Functional analysis of differentially expressed lncRNAs

Functional analysis was performed to deeply investigate the functional regulatory elements and their impact on the host’s response to mastitis causing agents. If the lncRNA is suppressing or enhancing the ability of its target (e.g., mRNA, miRNA), this could negatively impact the cow’s immune response, making her more susceptible to mastitis and prevent her from efficiently eliminating the threat. As the DE lncRNAs were split into 1) previously annotated; 2) novel intergenic and: 3) novel genic, the functional analysis follows this structure.

Functional analysis of previously annotated lncRNAs for both gene name and length

As mentioned previously, 5 of the annotated lncRNA were annotated previously for both gene name and length (Table 1). To determine their predicted target(s), the genomic coordinates of the lncRNA and Genome Data Viewer was used (https://www.ncbi.nlm.nih.gov/genome/gdv/). Based on the proximal location of other mRNA, miRNA etc. the predicted interaction of each of these lncRNA was identified (Table 1).

The first annotated lncRNA ENSBTAG00000050065_2 was 35 × under-expressed in the mastitic samples compared to the healthy samples (FC = −35.43, FDR = 4.80E-02; Table 1). The Iroquois homeobox 2 (IRX2) gene is located downstream from out DE lncRNA and therefore this is its predicted target. This family of genes has been reported to affect tumor growth, invasion and metastasis and have been closely linked to tumor progression and prognosis37. The potential effect of this lncRNA / gene interaction would have on mastitis, or the immune system is unknown, thus further research is needed. As shown in Supplementary Table 2, there were 2 potential mRNA isoforms of IRX2 that demonstrated significant, positive interactions in the mastitic (IRX2_1 (r = 0.93, P-value = 0.01); and IRX2_2 (r = 0.99, P-value = 0.00) and healthy groups (IRX2_2 (r = 0.98, P-value = 0.00).

The annotated lncRNA ENSBTAG00000054150_1 was over-expressed in the mastitic samples compared to the healthy samples (FC = 13.61, FDR = 4.94E-02; Table 1). It is predicted to interact with X – C motif chemokine receptor 1 (XCR1) as the lncRNA overlaps with this gene. This gene is expressed on a subset of dendritic cells which are involved in antigen cross-presentation38. Antigen presentation is critical to ensure the cow can fight off the mastitis causing pathogens, such as Staphylococcus aureus (S. aureus). As this mRNA plays a key role in activating this part of the immune system, this lncRNA could help in the regulation of this mRNA.

The next annotated lncRNA ENSBTAG00000051221_3 is predicted to interact with tribbles - 1 (TRIB1), based on the gene’s downstream proximity (Table 1). The correlation between these two was significantly positive (r = 0.90, P-value = 0.01; Supplementary Table 2). This gene has been linked to the regulation of anti-inflammatory macrophage polarization and inflammatory responses39,40,41,42. It also has important roles in controlling inflammatory cytokines, including the pro-inflammatory cytokine interleukin 8 (IL-8)41. Therefore, due to its critical roles in inflammatory responses, this is of key interest in terms of mastitis. The lncRNA, which is predicted to interact with this gene is over-expressed in the mastitic samples compared to the healthy samples (FC = 16.08, FDR = 4.66E-02) and, therefore, its over expression could act to suppress the functions of this key gene and therefore impact the hosts’ ability to regulate the inflammatory response, making the mastitis incidence more severe.

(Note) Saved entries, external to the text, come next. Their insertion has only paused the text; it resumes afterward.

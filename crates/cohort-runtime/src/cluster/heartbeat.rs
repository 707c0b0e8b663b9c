use std::sync::atomic::{AtomicBool, Ordering};
use std::sync::Arc;
use std::time::Duration;

use cohort_core::cluster::MemberId;
use tokio::sync::watch;

/// Keeps the local member's `last_heartbeat` fresh so others count it as live.
pub struct HeartbeatLoop {
    pool: sqlx::PgPool,
    member_id: MemberId,
    interval: Duration,
    running: Arc<AtomicBool>,
    shutdown_tx: watch::Sender<bool>,
    shutdown_rx: watch::Receiver<bool>,
}

impl HeartbeatLoop {
    /// Create a new heartbeat loop.
    pub fn new(pool: sqlx::PgPool, member_id: MemberId, interval: Duration) -> Self {
        let (shutdown_tx, shutdown_rx) = watch::channel(false);
        Self {
            pool,
            member_id,
            interval,
            running: Arc::new(AtomicBool::new(false)),
            shutdown_tx,
            shutdown_rx,
        }
    }

    /// Check if the loop is running.
    pub fn is_running(&self) -> bool {
        self.running.load(Ordering::SeqCst)
    }

    /// Stop the heartbeat loop.
    pub fn stop(&self) {
        let _ = self.shutdown_tx.send(true);
        self.running.store(false, Ordering::SeqCst);
    }

    /// Run the heartbeat loop until stopped.
    pub async fn run(&self) {
        self.running.store(true, Ordering::SeqCst);
        let mut shutdown_rx = self.shutdown_rx.clone();

        // A stop issued before the loop started must still be honored.
        if *shutdown_rx.borrow() {
            self.running.store(false, Ordering::SeqCst);
            return;
        }

        loop {
            tokio::select! {
                _ = tokio::time::sleep(self.interval) => {
                    if let Err(e) = self.send_heartbeat().await {
                        tracing::warn!("Failed to send heartbeat: {}", e);
                    }
                }
                _ = shutdown_rx.changed() => {
                    if *shutdown_rx.borrow() {
                        tracing::debug!("Heartbeat loop shutting down");
                        break;
                    }
                }
            }
        }

        self.running.store(false, Ordering::SeqCst);
    }

    async fn send_heartbeat(&self) -> cohort_core::Result<()> {
        sqlx::query("UPDATE cohort_members SET last_heartbeat = NOW() WHERE id = $1")
            .bind(self.member_id.as_uuid())
            .execute(&self.pool)
            .await
            .map_err(|e| cohort_core::CohortError::Database(e.to_string()))?;

        Ok(())
    }
}

#[cfg(test)]
mod tests {
    use super::*;

    #[tokio::test]
    async fn test_stop_before_run_returns_immediately() {
        let pool = sqlx::PgPool::connect_lazy("postgres://localhost/test").unwrap();
        let heartbeat = HeartbeatLoop::new(pool, MemberId::new(), Duration::from_secs(5));

        heartbeat.stop();
        heartbeat.run().await;
        assert!(!heartbeat.is_running());
    }

    #[tokio::test(start_paused = true)]
    async fn test_stop_ends_running_loop() {
        let pool = sqlx::PgPool::connect_lazy("postgres://localhost/test").unwrap();
        let heartbeat = Arc::new(HeartbeatLoop::new(
            pool,
            MemberId::new(),
            Duration::from_secs(3600),
        ));

        let runner = heartbeat.clone();
        let handle = tokio::spawn(async move { runner.run().await });
        tokio::task::yield_now().await;
        assert!(heartbeat.is_running());

        heartbeat.stop();
        handle.await.unwrap();
        assert!(!heartbeat.is_running());
    }
}
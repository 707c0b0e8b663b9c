use tracing_subscriber::EnvFilter;

use cohort_core::config::LoggingConfig;

/// Install the global subscriber.
///
/// `RUST_LOG` wins over `--log-level`, which wins over the config file.
/// Logs go to stderr so command output on stdout stays clean.
pub fn init(cli_level: Option<&str>, config: &LoggingConfig) {
    let filter = EnvFilter::try_from_default_env()
        .unwrap_or_else(|_| EnvFilter::new(effective_level(cli_level, config)));

    let builder = tracing_subscriber::fmt()
        .with_env_filter(filter)
        .with_writer(std::io::stderr);

    let installed = if config.json_format {
        builder.json().try_init()
    } else {
        builder.try_init()
    };

    if installed.is_err() {
        tracing::debug!("Tracing subscriber already installed");
    }
}

/// Filter directive used when `RUST_LOG` is unset.
fn effective_level<'a>(cli_level: Option<&'a str>, config: &'a LoggingConfig) -> &'a str {
    cli_level.unwrap_or(&config.level)
}

#[cfg(test)]
mod tests {
    use super::*;

    #[test]
    fn test_cli_level_overrides_config() {
        let config = LoggingConfig {
            level: "warn".to_string(),
            json_format: false,
        };
        assert_eq!(effective_level(Some("debug"), &config), "debug");
        assert_eq!(effective_level(None, &config), "warn");
    }

    #[test]
    fn test_init_twice_is_harmless() {
        let config = LoggingConfig::default();
        init(Some("off"), &config);
        init(Some("off"), &config);
    }
}
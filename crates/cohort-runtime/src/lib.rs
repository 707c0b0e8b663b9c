pub mod cluster;
pub mod control;
pub mod db;

pub use cluster::{InvocationListener, MemberAgent, PgClusterProvider, ProcessControl};
pub use control::{
    ConvergencePoller, FanoutInvoker, FanoutReceipt, MembershipProbe, PollOutcome,
    ShutdownConfig, ShutdownCoordinator, ShutdownReport,
};
pub use db::Database;
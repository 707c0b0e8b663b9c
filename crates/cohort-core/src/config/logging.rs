use serde::{Deserialize, Serialize};

/// Logging configuration.
#[derive(Debug, Clone, Serialize, Deserialize)]
pub struct LoggingConfig {
    /// Default filter directive when neither `RUST_LOG` nor `--log-level` is set.
    #[serde(default = "default_log_level")]
    pub level: String,

    /// Whether to output JSON format.
    #[serde(default)]
    pub json_format: bool,
}

impl Default for LoggingConfig {
    fn default() -> Self {
        Self {
            level: default_log_level(),
            json_format: false,
        }
    }
}

fn default_log_level() -> String {
    "info".to_string()
}

#[cfg(test)]
mod tests {
    use super::*;

    #[test]
    fn test_default_logging_config() {
        let config = LoggingConfig::default();
        assert_eq!(config.level, "info");
        assert!(!config.json_format);
    }
}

Next, the over-expressed (FC = 16.31, FDR = 4.53E-02) lncRNA, which is annotated for both gene name and length is ENSBTAG00000052589_1 (Table 1). This lncRNA is predicted to interact with the downstream gene PIK3R4. As mentioned earlier, this family of genes are involved in in many aspects of immune cell development15. Therefore, since this lncRNA is over-expressed in the mastitic samples, it could impact the genes expression and thus the cow’s ability to mount a proper immune response to the mastitis causing agent.

Lastly, ENSBTAG00000050727_2 is over-expressed in the mastitic samples (FC = 19.02, FDR = 3.28E-02; Table 1). This lncRNA has two potential target interactions based on their upstream proximity to the lncRNA. The first potential interaction is with bta-mir-10163. This miRNA has been previously found in the corpus luteum of pregnant animals and has numerous targets including retinoic acid receptor RXR - alpha (RXRA) which is involved in cell proliferation and apoptosis43,44. As lncRNA can act as miRNA sponges by binding miRNAs and preventing their interaction with their target, this could inhibit the miRNA regulatory function45,46. In relation to mastitis, the relationship between our DE lncRNA ENSBTAG00000050727_2 and the miRNA bta-mir-10163 is unclear, but further research is necessary to investigate this. Additionally, this lncRNA has another potential interaction with the upstream gene embigin (EMB). Embigin is a transmembrane glycoprotein which belongs to the immunoglobulin superfamily47. It has been reported to be expressed in a variety of prostate and mammary cancer cell lines48. Currently, the potential impact of this gene on bovine mastitis is unknown, but as it has been expressed in mammary cancer cell lines, this is something that could be relevant to bovine mastitis. The correlation between the lncRNA and both of these predicted targets was not significant in our dataset.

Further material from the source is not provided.